It may here be apposite to discuss a fundamental question raised in these researches. In Faraday’s mind there arose the conviction of a connection between the induction of currents by magnets and the magnetic lines which invisibly fill all the space in the neighbourhood of the magnet. That relation he discovered and announced in the following terms:—
THE LAW OF INDUCTION.
“The relation which holds between the magnetic pole, the moving wire or metal, and the direction of the current evolved—i.e. the law which governs the evolution of electricity by magneto-electric induction, is very simple, though rather difficult to express. If in [Fig. 11], P N represent a horizontal wire passing by a marked [i.e. ‘north-seeking’] magnetic pole, so that the direction of its motion shall coincide with the curved line proceeding from below upwards; or if its motion parallel to itself be in a line tangential to the curved line, but in the general direction of the arrows; or if it pass the pole in other directions, but so as to cut the magnetic curves[39] in the same general direction, or on the same side as they would be cut by the wire if moving along the dotted curved line; then the current of electricity in the wire is from P to N. If it be carried in the reverse direction, the electric current will be from N to P. Or if the wire be in the vertical position, figured P´ N´, and it be carried in similar directions, coinciding with the dotted horizontal curve so far as to cut the magnetic curves on the same side with it, the current will be from P´ to N´.”

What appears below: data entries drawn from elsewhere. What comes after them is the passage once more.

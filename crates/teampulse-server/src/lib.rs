//! TeamPulse HTTP server: feedback summaries, attendance streaks and
//! summarizer configuration over a JSON API.

pub mod routes;
pub mod state;
pub mod validate;

pub use routes::build_router;
pub use state::AppState;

CUTTING THE MAGNETIC LINES.
When resuming the research in December, Faraday investigated the point whether it was essential or not that the moving wire should, in “cutting” the magnetic curves, pass into positions of greater or lesser magnetic force; or whether, always intersecting curves of equal magnetic intensity, the mere motion sufficed for the production of the current. He found the latter to be true. This notion of cutting the invisible magnetic lines as the essential act necessary and sufficient for induction was entirely original with Faraday. For long it proved a stumbling-block to the abstract mathematicians, since there was, in most cases, no direct or easy way in which to express the number of magnetic lines that were cut. Neither had any convention been adopted up to that time as to how to reckon numerically the number of magnetic lines in any given space near a magnet. Later, in 1851, Faraday himself gave greater precision to these ideas. He found that the current was proportional to the velocity, when the conductor was moving in a uniform magnetic field with a uniform motion. Also, that the quantity of electricity thrown by induction into the circuit was directly proportional to the “amount of curves intersected.” The following passage, from Clerk Maxwell’s article on Faraday in the “Encyclopædia Britannica,” admirably sums up the matter:—
The magnitude and originality of Faraday’s achievement may be estimated by tracing the subsequent history of his discovery. As might be expected, it was at once made the subject of investigation by the whole scientific world, but some of the most experienced physicists were unable to avoid mistakes in stating, in what they conceived to be more scientific language than Faraday’s, the phenomena before them. Up to the present time the mathematicians who have rejected Faraday’s method of stating his law as unworthy of the precision of their science, have never succeeded in devising any essentially different formula which shall fully express the phenomena without introducing hypotheses about the mutual action of things which have no physical existence, such as elements of currents which flow out of nothing, then along a wire, and finally sink into nothing again.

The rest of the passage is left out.